((
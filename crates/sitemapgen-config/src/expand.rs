//! Environment variable expansion for configuration strings.

use crate::ConfigError;

/// Expand `${VAR}` and `${VAR:-default}` references in `value`.
///
/// `field` names the config key in the error message.
pub(crate) fn expand_env(value: &str, field: &str) -> Result<String, ConfigError> {
    shellexpand::env(value)
        .map(std::borrow::Cow::into_owned)
        .map_err(|e| ConfigError::EnvVar {
            field: field.to_owned(),
            message: format!("${{{}}} not set: {}", e.var_name, e.cause),
        })
}
use chrono::{DateTime, TimeZone, Utc};
use pretty_assertions::assert_eq;
use sitemapgen::{
    GeneratorOptions, NewsAccess, NewsGenre, NewsUrlOptions, Precision, Publication,
    SitemapGenerator, SitemapUrl, W3cDateFormat,
};
use sitemapgen_storage::MockDestination;

fn write_single(url: SitemapUrl) -> String {
    let options = GeneratorOptions {
        date_format: W3cDateFormat::new(Precision::Second),
        ..GeneratorOptions::news()
    };
    let mut generator =
        SitemapGenerator::with_options("http://www.example.com", MockDestination::new(), options)
            .unwrap();
    generator.add_url(url).unwrap();

    let output = generator.write().unwrap();
    assert_eq!(output.sitemaps.len(), 1, "too many files: {output:?}");
    assert_eq!(output.sitemaps[0].name, "sitemap.xml");
    assert!(output.index.is_none());
    generator.destination().read_to_string("sitemap.xml").unwrap()
}

fn crisis_averted() -> NewsUrlOptions {
    NewsUrlOptions::new(
        "Crisis Averted",
        "http://www.example.com/index.html",
        Publication::new("Fox News", "en").unwrap(),
        DateTime::<Utc>::UNIX_EPOCH,
    )
    .unwrap()
}

#[test]
fn test_required_fields() {
    let sitemap = write_single(crisis_averted().build().unwrap());

    let expected = "<?xml version=\"1.0\" encoding=\"UTF-8\"?>\n\
        <urlset xmlns=\"http://www.sitemaps.org/schemas/sitemap/0.9\" xmlns:news=\"http://www.google.com/schemas/sitemap-news/0.9\" >\n\
        \x20 <url>\n\
        \x20   <loc>http://www.example.com/index.html</loc>\n\
        \x20   <news:news>\n\
        \x20     <news:publication>\n\
        \x20       <news:name>Fox News</news:name>\n\
        \x20       <news:language>en</news:language>\n\
        \x20     </news:publication>\n\
        \x20     <news:publication_date>1970-01-01T00:00:00Z</news:publication_date>\n\
        \x20     <news:title>Crisis Averted</news:title>\n\
        \x20   </news:news>\n\
        \x20 </url>\n\
        </urlset>";
    assert_eq!(sitemap, expected);
}

#[test]
fn test_all_fields() {
    let url = crisis_averted()
        .keywords(["Klaatu", "Barrata", "Nicto"])
        .access(NewsAccess::Subscription)
        .genres([NewsGenre::Blog, NewsGenre::PressRelease])
        .build()
        .unwrap();
    let sitemap = write_single(url);

    let expected = "<?xml version=\"1.0\" encoding=\"UTF-8\"?>\n\
        <urlset xmlns=\"http://www.sitemaps.org/schemas/sitemap/0.9\" xmlns:news=\"http://www.google.com/schemas/sitemap-news/0.9\" >\n\
        \x20 <url>\n\
        \x20   <loc>http://www.example.com/index.html</loc>\n\
        \x20   <news:news>\n\
        \x20     <news:publication>\n\
        \x20       <news:name>Fox News</news:name>\n\
        \x20       <news:language>en</news:language>\n\
        \x20     </news:publication>\n\
        \x20     <news:access>Subscription</news:access>\n\
        \x20     <news:genres>Blog, PressRelease</news:genres>\n\
        \x20     <news:publication_date>1970-01-01T00:00:00Z</news:publication_date>\n\
        \x20     <news:title>Crisis Averted</news:title>\n\
        \x20     <news:keywords>Klaatu, Barrata, Nicto</news:keywords>\n\
        \x20   </news:news>\n\
        \x20 </url>\n\
        </urlset>";
    assert_eq!(sitemap, expected);
}

#[test]
fn test_keyword_list_splits_and_trims() {
    let url = crisis_averted()
        .keyword_list(" Klaatu ,Barrata,, Nicto")
        .build()
        .unwrap();
    let sitemap = write_single(url);

    assert!(sitemap.contains("<news:keywords>Klaatu, Barrata, Nicto</news:keywords>"));
}

#[test]
fn test_news_file_limit_is_one_thousand() {
    let mut generator =
        SitemapGenerator::with_options("http://www.example.com", MockDestination::new(), GeneratorOptions::news())
            .unwrap();
    let publication = Publication::new("Fox News", "en").unwrap();
    for i in 0..1001 {
        generator
            .add_url(
                NewsUrlOptions::new(
                    format!("Story {i}"),
                    &format!("http://www.example.com/story/{i}"),
                    publication.clone(),
                    DateTime::<Utc>::UNIX_EPOCH,
                )
                .unwrap()
                .build()
                .unwrap(),
            )
            .unwrap();
    }

    let output = generator.write().unwrap();
    let counts: Vec<usize> = output.sitemaps.iter().map(|f| f.url_count).collect();
    assert_eq!(counts, vec![1000, 1]);
    assert_eq!(
        generator.destination().names(),
        vec!["sitemap1.xml", "sitemap2.xml", "sitemap_index.xml"]
    );
}

#[test]
fn test_blank_keywords_render_no_tag() {
    let url = crisis_averted().keywords(["", "  "]).build().unwrap();
    assert!(url.news().unwrap().keywords().is_empty());

    let sitemap = write_single(url);

    assert!(!sitemap.contains("news:keywords"));
}

#[test]
fn test_index_lastmod_from_publication_date() {
    let options = GeneratorOptions {
        max_urls: 1,
        date_format: W3cDateFormat::new(Precision::Second),
        ..GeneratorOptions::news()
    };
    let mut generator =
        SitemapGenerator::with_options("http://www.example.com", MockDestination::new(), options)
            .unwrap();
    let publication = Publication::new("Fox News", "en").unwrap();
    let published = Utc.with_ymd_and_hms(2024, 1, 2, 3, 4, 5).unwrap();
    for i in 0..2 {
        generator
            .add_url(
                NewsUrlOptions::new(
                    format!("Story {i}"),
                    &format!("http://www.example.com/story/{i}"),
                    publication.clone(),
                    published,
                )
                .unwrap()
                .build()
                .unwrap(),
            )
            .unwrap();
    }

    let output = generator.write().unwrap();

    let lastmods: Vec<_> = output.sitemaps.iter().map(|f| f.last_modified).collect();
    assert_eq!(lastmods, vec![Some(published), Some(published)]);
    let index = generator
        .destination()
        .read_to_string("sitemap_index.xml")
        .unwrap();
    assert_eq!(index.matches("<lastmod>2024-01-02T03:04:05Z</lastmod>").count(), 2);
}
))
Exercise goal: All of the data above is to be transcribed without alteration.

Solution below:
filename crates/sitemapgen-config/src/expand.rs
//! Environment variable expansion for configuration strings.

use crate::ConfigError;

/// Expand `${VAR}` and `${VAR:-default}` references in `value`.
///
/// `field` names the config key in the error message.
pub(crate) fn expand_env(value: &str, field: &str) -> Result<String, ConfigError> {
    shellexpand::env(value)
        .map(std::borrow::Cow::into_owned)
        .map_err(|e| ConfigError::EnvVar {
            field: field.to_owned(),
            message: format!("${{{}}} not set: {}", e.var_name, e.cause),
        })
}
use chrono::{DateTime, TimeZone, Utc};
use pretty_assertions::assert_eq;
use sitemapgen::{
    GeneratorOptions, NewsAccess, NewsGenre, NewsUrlOptions, Precision, Publication,
    SitemapGenerator, SitemapUrl, W3cDateFormat,
};
use sitemapgen_storage::MockDestination;

fn write_single(url: SitemapUrl) -> String {
    let options = GeneratorOptions {
        date_format: W3cDateFormat::new(Precision::Second),
        ..GeneratorOptions::news()
    };
    let mut generator =
        SitemapGenerator::with_options("http://www.example.com", MockDestination::new(), options)
            .unwrap();
    generator.add_url(url).unwrap();

    let output = generator.write().unwrap();
    assert_eq!(output.sitemaps.len(), 1, "too many files: {output:?}");
    assert_eq!(output.sitemaps[0].name, "sitemap.xml");
    assert!(output.index.is_none());
    generator.destination().read_to_string("sitemap.xml").unwrap()
}

fn crisis_averted() -> NewsUrlOptions {
    NewsUrlOptions::new(
        "Crisis Averted",
        "http://www.example.com/index.html",
        Publication::new("Fox News", "en").unwrap(),
        DateTime::<Utc>::UNIX_EPOCH,
    )
    .unwrap()
}

#[test]
fn test_required_fields() {
    let sitemap = write_single(crisis_averted().build().unwrap());

    let expected = "<?xml version=\"1.0\" encoding=\"UTF-8\"?>\n\
        <urlset xmlns=\"http://www.sitemaps.org/schemas/sitemap/0.9\" xmlns:news=\"http://www.google.com/schemas/sitemap-news/0.9\" >\n\
        \x20 <url>\n\
        \x20   <loc>http://www.example.com/index.html</loc>\n\
        \x20   <news:news>\n\
        \x20     <news:publication>\n\
        \x20       <news:name>Fox News</news:name>\n\
        \x20       <news:language>en</news:language>\n\
        \x20     </news:publication>\n\
        \x20     <news:publication_date>1970-01-01T00:00:00Z</news:publication_date>\n\
        \x20     <news:title>Crisis Averted</news:title>\n\
        \x20   </news:news>\n\
        \x20 </url>\n\
        </urlset>";
    assert_eq!(sitemap, expected);
}

#[test]
fn test_all_fields() {
    let url = crisis_averted()
        .keywords(["Klaatu", "Barrata", "Nicto"])
        .access(NewsAccess::Subscription)
        .genres([NewsGenre::Blog, NewsGenre::PressRelease])
        .build()
        .unwrap();
    let sitemap = write_single(url);

    let expected = "<?xml version=\"1.0\" encoding=\"UTF-8\"?>\n\
        <urlset xmlns=\"http://www.sitemaps.org/schemas/sitemap/0.9\" xmlns:news=\"http://www.google.com/schemas/sitemap-news/0.9\" >\n\
        \x20 <url>\n\
        \x20   <loc>http://www.example.com/index.html</loc>\n\
        \x20   <news:news>\n\
        \x20     <news:publication>\n\
        \x20       <news:name>Fox News</news:name>\n\
        \x20       <news:language>en</news:language>\n\
        \x20     </news:publication>\n\
        \x20     <news:access>Subscription</news:access>\n\
        \x20     <news:genres>Blog, PressRelease</news:genres>\n\
        \x20     <news:publication_date>1970-01-01T00:00:00Z</news:publication_date>\n\
        \x20     <news:title>Crisis Averted</news:title>\n\
        \x20     <news:keywords>Klaatu, Barrata, Nicto</news:keywords>\n\
        \x20   </news:news>\n\
        \x20 </url>\n\
        </urlset>";
    assert_eq!(sitemap, expected);
}

#[test]
fn test_keyword_list_splits_and_trims() {
    let url = crisis_averted()
        .keyword_list(" Klaatu ,Barrata,, Nicto")
        .build()
        .unwrap();
    let sitemap = write_single(url);

    assert!(sitemap.contains("<news:keywords>Klaatu, Barrata, Nicto</news:keywords>"));
}

#[test]
fn test_news_file_limit_is_one_thousand() {
    let mut generator =
        SitemapGenerator::with_options("http://www.example.com", MockDestination::new(), GeneratorOptions::news())
            .unwrap();
    let publication = Publication::new("Fox News", "en").unwrap();
    for i in 0..1001 {
        generator
            .add_url(
                NewsUrlOptions::new(
                    format!("Story {i}"),
                    &format!("http://www.example.com/story/{i}"),
                    publication.clone(),
                    DateTime::<Utc>::UNIX_EPOCH,
                )
                .unwrap()
                .build()
                .unwrap(),
            )
            .unwrap();
    }

    let output = generator.write().unwrap();
    let counts: Vec<usize> = output.sitemaps.iter().map(|f| f.url_count).collect();
    assert_eq!(counts, vec![1000, 1]);
    assert_eq!(
        generator.destination().names(),
        vec!["sitemap1.xml", "sitemap2.xml", "sitemap_index.xml"]
    );
}

#[test]
fn test_blank_keywords_render_no_tag() {
    let url = crisis_averted().keywords(["", "  "]).build().unwrap();
    assert!(url.news().unwrap().keywords().is_empty());

    let sitemap = write_single(url);

    assert!(!sitemap.contains("news:keywords"));
}

#[test]
fn test_index_lastmod_from_publication_date() {
    let options = GeneratorOptions {
        max_urls: 1,
        date_format: W3cDateFormat::new(Precision::Second),
        ..GeneratorOptions::news()
    };
    let mut generator =
        SitemapGenerator::with_options("http://www.example.com", MockDestination::new(), options)
            .unwrap();
    let publication = Publication::new("Fox News", "en").unwrap();
    let published = Utc.with_ymd_and_hms(2024, 1, 2, 3, 4, 5).unwrap();
    for i in 0..2 {
        generator
            .add_url(
                NewsUrlOptions::new(
                    format!("Story {i}"),
                    &format!("http://www.example.com/story/{i}"),
                    publication.clone(),
                    published,
                )
                .unwrap()
                .build()
                .unwrap(),
            )
            .unwrap();
    }

    let output = generator.write().unwrap();

    let lastmods: Vec<_> = output.sitemaps.iter().map(|f| f.last_modified).collect();
    assert_eq!(lastmods, vec![Some(published), Some(published)]);
    let index = generator
        .destination()
        .read_to_string("sitemap_index.xml")
        .unwrap();
    assert_eq!(index.matches("<lastmod>2024-01-02T03:04:05Z</lastmod>").count(), 2);
}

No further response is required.